Había conocido a varios inversores potenciales en la reunión anterior, pero el nuevo proyecto era mucho más arriesgado que la regeneración nerviosa. Enfrentarse a Theo significaba adentrarse en un campo minado, y no todo el mundo tenía la fe ciega que Jeffrey depositaba en ella.
—¿Es tan difícil encontrar inversión? —preguntó Brayden, recostándose en el sillón frente a ella. Su tono era desenfadado, pero su mirada era penetrante—. He oído que el Grupo Sullivan ha invertido dinero en el proyecto de Theo.
—Y qué… —Gracie empezó a restarle importancia, pero se quedó en blanco a mitad de la frase—. Espera. ¿Me estás sugiriendo que consiga que el Grupo Sullivan invierta también en el mío?
—Ya tienes acciones en el Grupo Sullivan —le recordó Brayden con calma—. Puede que no quede bien que solicites fondos directamente a otros, pero puedes pedirle a tu padre que autorice el uso de tus futuros dividendos como inversión anticipada. De esa forma, sales ganando por ambos lados.
Su sugerencia le llegó como un destello de luz.
La idea daba vueltas en su mente, y cada vez que la pensaba se le hacía más clara: esto podría sacar a su empresa del agujero financiero y, una vez que el proyecto tuviera éxito, reforzar su posición entre los accionistas del Grupo Sullivan.
—Ahora lo entiendo. —Gracie se levantó, con un destello de determinación en los ojos—. Gracias por indicarme el camino correcto. Sé lo que hay que hacer.
Sin decir nada más, se dirigió a zancadas hacia la puerta.
Brayden empezó a subir las escaleras, pero la vibración en su bolsillo lo detuvo en seco.
Sacó el teléfono y echó un vistazo a la pantalla. El nombre de Lia parpadeaba insistentemente.
El tono de llamada resonó en la silenciosa habitación —agudo, exigente—, pero él dudó, con el pulgar suspendido sobre la pantalla, sin ganas de contestar.
Mientras tanto, en el plató, Lia frunció el ceño al ver la llamada perdida.

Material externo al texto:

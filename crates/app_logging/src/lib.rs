#![deny(missing_docs)]
//! Shared logging setup for the Reportai workspace.
//!
//! The app writes to `./reportai.log` in the current working directory;
//! test suites use the terminal initializer, which tolerates being called
//! more than once.

use std::fs::File;
use std::path::PathBuf;

use log::LevelFilter;
use simplelog::{
    ColorChoice, CombinedLogger, Config, ConfigBuilder, SharedLogger, TermLogger, TerminalMode,
    WriteLogger,
};

/// Destination for log output.
pub enum LogDestination {
    /// Write to ./reportai.log in the current directory.
    File,
    /// Write to terminal (stdout).
    Terminal,
    /// Write to both file and terminal.
    Both,
}

/// Initialize the global logger with the specified destination.
///
/// For `LogDestination::File` or `Both`, creates `./reportai.log` in the
/// current working directory.
pub fn initialize(destination: LogDestination) {
    let level = LevelFilter::Info;

    let config = build_config();

    let loggers: Vec<Box<dyn SharedLogger>> = match destination {
        LogDestination::File => {
            if let Some(file_logger) = create_file_logger(level, config) {
                vec![file_logger]
            } else {
                return;
            }
        }
        LogDestination::Terminal => {
            vec![TermLogger::new(
                level,
                config,
                TerminalMode::Mixed,
                ColorChoice::Auto,
            )]
        }
        LogDestination::Both => {
            let mut loggers: Vec<Box<dyn SharedLogger>> = vec![TermLogger::new(
                level,
                config.clone(),
                TerminalMode::Mixed,
                ColorChoice::Auto,
            )];
            if let Some(file_logger) = create_file_logger(level, config) {
                loggers.push(file_logger);
            }
            loggers
        }
    };

    let _ = CombinedLogger::init(loggers);
}

/// Initializes a simple terminal logger for use in unit tests.
///
/// This safely no-ops if another logger has already been initialized.
pub fn initialize_for_tests() {
    // Use debug level in debug builds, info in release builds.
    let level = if cfg!(debug_assertions) {
        LevelFilter::Debug
    } else {
        LevelFilter::Info
    };

    // Ignore the error if a logger was already set by another test.
    let _ = CombinedLogger::init(vec![TermLogger::new(
        level,
        Config::default(),
        TerminalMode::Mixed,
        ColorChoice::Auto,
    )]);
}

fn build_config() -> Config {
    ConfigBuilder::new()
        .set_time_format_rfc3339()
        .set_target_level(LevelFilter::Error)
        .build()
}

fn create_file_logger(level: LevelFilter, config: Config) -> Option<Box<WriteLogger<File>>> {
    let log_path = PathBuf::from("./reportai.log");
    match File::create(&log_path) {
        Ok(file) => Some(WriteLogger::new(level, config, file)),
        Err(err) => {
            eprintln!(
                "Warning: Could not create log file at {:?}: {}",
                log_path, err
            );
            None
        }
    }
}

—¡Lia! ¡Te toca a ti, vamos! —anunció el asistente de dirección, con el guion en la mano—. Termina esta toma y luego podrás descansar.
Enderezándose, Lia se sacudió un polvo invisible de la falda. «Hoy no voy a rodar más. Tengo que ir a un sitio».
El asistente de dirección se quedó inmóvil, con una expresión de incredulidad en el rostro. «¿De qué estás hablando? ¡Tenemos un horario apretado y cada retraso cuesta dinero! Solo termina esta escena y estarás libre en unos minutos».
Lia lo ignoró. Se quitó la peluca de un tirón y salió del plató sin mirar atrás, dejando a su paso un rastro de silencio atónito y susurros frenéticos.
En la furgoneta, Sonia se puso de pie de un salto en cuanto Lia irrumpió en ella. «Lia, ¿qué ha pasado? ¿No te queda otra escena? ¿Qué haces aquí?».
«¿No dijiste que un inversor se moría de ganas de cenar conmigo? Dile que acepto», comentó Lia, con tono tranquilo y distante.
Una sombra de alarma cruzó el rostro de Sonia. «¡Es una idea terrible! El señor Stanley lo dejó claro: no debes asistir a ninguna cena social. Sabes que las intenciones de ese inversor no son limpias. ¡Reunirte con él podría ponerte en peligro real!».
«Eso es exactamente lo que pretendo», replicó Lia, con tono firme y la mirada inquebrantable. «Si eso es lo que hace falta para que Brayden reaccione, que así sea».